CSIRO announces COVID treatment project, new Chief Scientist
Australia’s national science agency, CSIRO, will spearhead a $1.7 million project to identify new treatments for COVID-19, including so-called ‘long COVID’. Scientists will develop a faster, smarter way of rapidly screening existing drugs and advancing those that can be used to treat COVID-19 and aim to have identified suitable TGA- or FDA-approved drug candidates to progress to phase 2–3 human clinical trials within a year.
Led by researchers at CSIRO’s Australian Centre for Disease Preparedness in Geelong, the project received $1 million in funding from the Australian Government’s Medical Research Future Fund (MRFF), with the remaining contributed by CSIRO. The initiative has academic collaborators from Barwon Health, Deakin University, Monash University, QIMR Berghofer Medical Research Institute, Swinburne University of Technology, The University of Melbourne and UNSW Sydney.
Project leader Dr SS Vasan, said in addition to vaccines, there is an urgent need for safe, effective and affordable COVID-19 treatments that specifically targeted the virus.
“A great strategy to find potential COVID-19 treatments is to repurpose drugs already approved for other diseases, but the current methods to do this are expensive, time-consuming and not fit-for-purpose,” Dr Vasan said.
“The MRFF funding will enable us to develop a multi-tissue drug screening tool, tailored for infections by SARS-CoV-2 and all its variants of concern, which could help fast-track drugs for phase 2–3 human clinical trials and minimise the need for animal trials.”
The scientists will use four types of clinically-relevant human tissues — lower respiratory tract, lung, neural and cardiac tissues — specifically selected based on how SARS-CoV-2 infects people. Project collaborator Professor Eugene Athan, Barwon Health’s Director of Infectious Diseases, said the lower respiratory tract and lung models are appropriate because they play a key role in severe infections.
“The neural and cardiac tissues are highly relevant because this disease is now known to cause neurologic disorders, heart dysfunction and damage in some patients,” Prof Athan said.
The scientists will use novel systems biology (a biomedical approach to understand the bigger picture) and machine learning methods to differentiate between healthy and diseased states of key human tissues, which will enable additional ways to determine if a drug is able to reliably restore a diseased tissue to a healthier state.
News of the project comes shortly after CSIRO announced the appointment of Professor Bronwyn Fox as its new Chief Scientist, close to 30 years after she began her career with CSIRO as a research assistant.

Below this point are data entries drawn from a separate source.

use crate::error::AnalyticsError;
use axum::http::StatusCode;
use axum::response::{IntoResponse, Response};
use axum::Json;
use serde::Serialize;
use tracing::error;

#[derive(Serialize)]
struct ErrorBody {
    error: ErrorInfo,
}

#[derive(Serialize)]
struct ErrorInfo {
    code: &'static str,
    message: String,
}

#[derive(Debug)]
pub struct ApiError {
    status: StatusCode,
    code: &'static str,
    message: String,
}

impl ApiError {
    pub fn invalid_limit(message: impl Into<String>) -> Self {
        Self {
            status: StatusCode::BAD_REQUEST,
            code: "invalid_limit",
            message: message.into(),
        }
    }
}

impl From<AnalyticsError> for ApiError {
    fn from(err: AnalyticsError) -> Self {
        match err {
            AnalyticsError::InvalidLimit(_) => Self::invalid_limit(err.to_string()),
            AnalyticsError::Persistence(_) => {
                error!(error = %err, "request failed on persistence");
                Self {
                    status: StatusCode::INTERNAL_SERVER_ERROR,
                    code: "persistence_failure",
                    message: err.to_string(),
                }
            }
        }
    }
}

impl IntoResponse for ApiError {
    fn into_response(self) -> Response {
        let body = ErrorBody {
            error: ErrorInfo {
                code: self.code,
                message: self.message,
            },
        };
        (self.status, Json(body)).into_response()
    }
}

Prof Fox, CSIRO’s fourth female Chief Scientist, joins the agency from Swinburne University of Technology, where she is Deputy Vice-Chancellor (Research and Enterprise). As a materials and engineering scientist, she was the founding Director of Swinburne’s Manufacturing Futures Research Institute, with a mission to support the transition of Australia’s manufacturing sector to Industry 4.0.
She also is also currently Chair of the Australian Academy of Technology and Engineering (Victorian Division), a Fellow of the Academy of Technological Sciences and Engineering (ATSE), a Fellow of the Royal Australian Chemical Institute (RACI) and a Graduate of the Australian Institute of Company Directors (GAICD).
CSIRO Chief Executive Dr Larry Marshall said Prof Fox brings great depth of scientific experience to the role, describing her as “driven to deliver, brilliant but humble, leading by listening and a generous collaborator”.
“She has a long history of bringing together researchers from across multiple scientific domains and institutions, leveraging digital science, and helping industry to translate brilliant ideas into real-world solutions,” Dr Marshall said.
“Her sustained commitment to supporting the growth of the manufacturing industry in Australia strongly supports our purpose to deliver solutions from science that drive Australia’s economic recovery and resilience.”
Prof Fox said it was “wonderful to return to CSIRO as Chief Scientist after starting as a 22-year-old research assistant, and to be able to champion science research and capability, working with industry and fostering STEM careers”.
“The depth of scientific research at CSIRO and its committed people are a unique and special national treasure, and I look forward to taking up the role,” she concluded.